#### DESCRIPTION OF THE TASK
Every line with the string "color" must be copied from the entries below.

#### INPUT RECORDS
⁂

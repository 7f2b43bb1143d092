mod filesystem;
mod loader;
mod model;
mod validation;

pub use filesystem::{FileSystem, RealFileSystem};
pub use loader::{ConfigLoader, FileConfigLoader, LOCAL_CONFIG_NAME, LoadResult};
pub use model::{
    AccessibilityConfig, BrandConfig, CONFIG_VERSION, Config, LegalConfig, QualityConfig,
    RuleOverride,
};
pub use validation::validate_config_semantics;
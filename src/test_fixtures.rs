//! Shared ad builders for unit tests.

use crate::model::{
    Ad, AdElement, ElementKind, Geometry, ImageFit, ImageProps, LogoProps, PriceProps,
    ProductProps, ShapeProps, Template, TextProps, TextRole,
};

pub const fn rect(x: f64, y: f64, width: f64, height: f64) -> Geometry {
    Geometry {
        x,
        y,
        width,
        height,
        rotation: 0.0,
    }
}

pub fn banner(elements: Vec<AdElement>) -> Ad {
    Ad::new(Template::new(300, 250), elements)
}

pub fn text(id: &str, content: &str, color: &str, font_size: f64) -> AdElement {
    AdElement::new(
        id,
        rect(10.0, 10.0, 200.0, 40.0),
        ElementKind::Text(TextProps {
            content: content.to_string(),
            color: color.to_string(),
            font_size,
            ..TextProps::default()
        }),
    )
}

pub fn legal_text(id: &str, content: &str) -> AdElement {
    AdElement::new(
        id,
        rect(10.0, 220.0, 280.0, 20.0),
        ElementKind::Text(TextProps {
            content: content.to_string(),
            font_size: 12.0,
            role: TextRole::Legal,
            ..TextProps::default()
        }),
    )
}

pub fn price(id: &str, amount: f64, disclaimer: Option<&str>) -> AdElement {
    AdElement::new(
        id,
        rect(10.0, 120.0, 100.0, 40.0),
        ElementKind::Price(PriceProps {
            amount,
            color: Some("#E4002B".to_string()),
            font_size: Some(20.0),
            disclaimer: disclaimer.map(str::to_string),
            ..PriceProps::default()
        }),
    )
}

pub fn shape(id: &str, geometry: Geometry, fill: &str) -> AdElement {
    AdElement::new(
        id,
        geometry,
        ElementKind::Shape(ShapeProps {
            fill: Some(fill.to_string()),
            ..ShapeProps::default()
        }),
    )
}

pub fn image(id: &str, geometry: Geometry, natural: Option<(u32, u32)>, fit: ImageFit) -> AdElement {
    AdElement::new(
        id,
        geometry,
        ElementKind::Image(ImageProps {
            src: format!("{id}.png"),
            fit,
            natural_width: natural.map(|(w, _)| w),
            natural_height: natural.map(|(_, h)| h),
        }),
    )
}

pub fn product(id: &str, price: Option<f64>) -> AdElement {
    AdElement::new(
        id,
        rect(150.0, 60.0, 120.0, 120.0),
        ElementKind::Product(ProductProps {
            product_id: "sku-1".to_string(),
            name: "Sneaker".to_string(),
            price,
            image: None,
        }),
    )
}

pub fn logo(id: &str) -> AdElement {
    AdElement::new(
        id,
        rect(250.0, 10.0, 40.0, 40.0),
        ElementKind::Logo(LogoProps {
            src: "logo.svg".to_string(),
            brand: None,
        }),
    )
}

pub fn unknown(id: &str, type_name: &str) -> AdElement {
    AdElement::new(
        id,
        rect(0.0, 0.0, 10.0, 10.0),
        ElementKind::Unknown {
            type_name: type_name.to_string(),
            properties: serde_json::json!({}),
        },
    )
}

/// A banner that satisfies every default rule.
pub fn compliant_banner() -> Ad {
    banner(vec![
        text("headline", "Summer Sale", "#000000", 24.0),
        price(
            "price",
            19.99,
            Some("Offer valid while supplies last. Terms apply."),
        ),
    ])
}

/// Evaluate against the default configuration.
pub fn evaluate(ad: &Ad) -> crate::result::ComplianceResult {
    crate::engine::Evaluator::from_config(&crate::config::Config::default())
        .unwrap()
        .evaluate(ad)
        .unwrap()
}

⁂

#### ANSWER SPACE
pub fn text(id: &str, content: &str, color: &str, font_size: f64) -> AdElement {
            color: color.to_string(),
            color: Some("#E4002B".to_string()),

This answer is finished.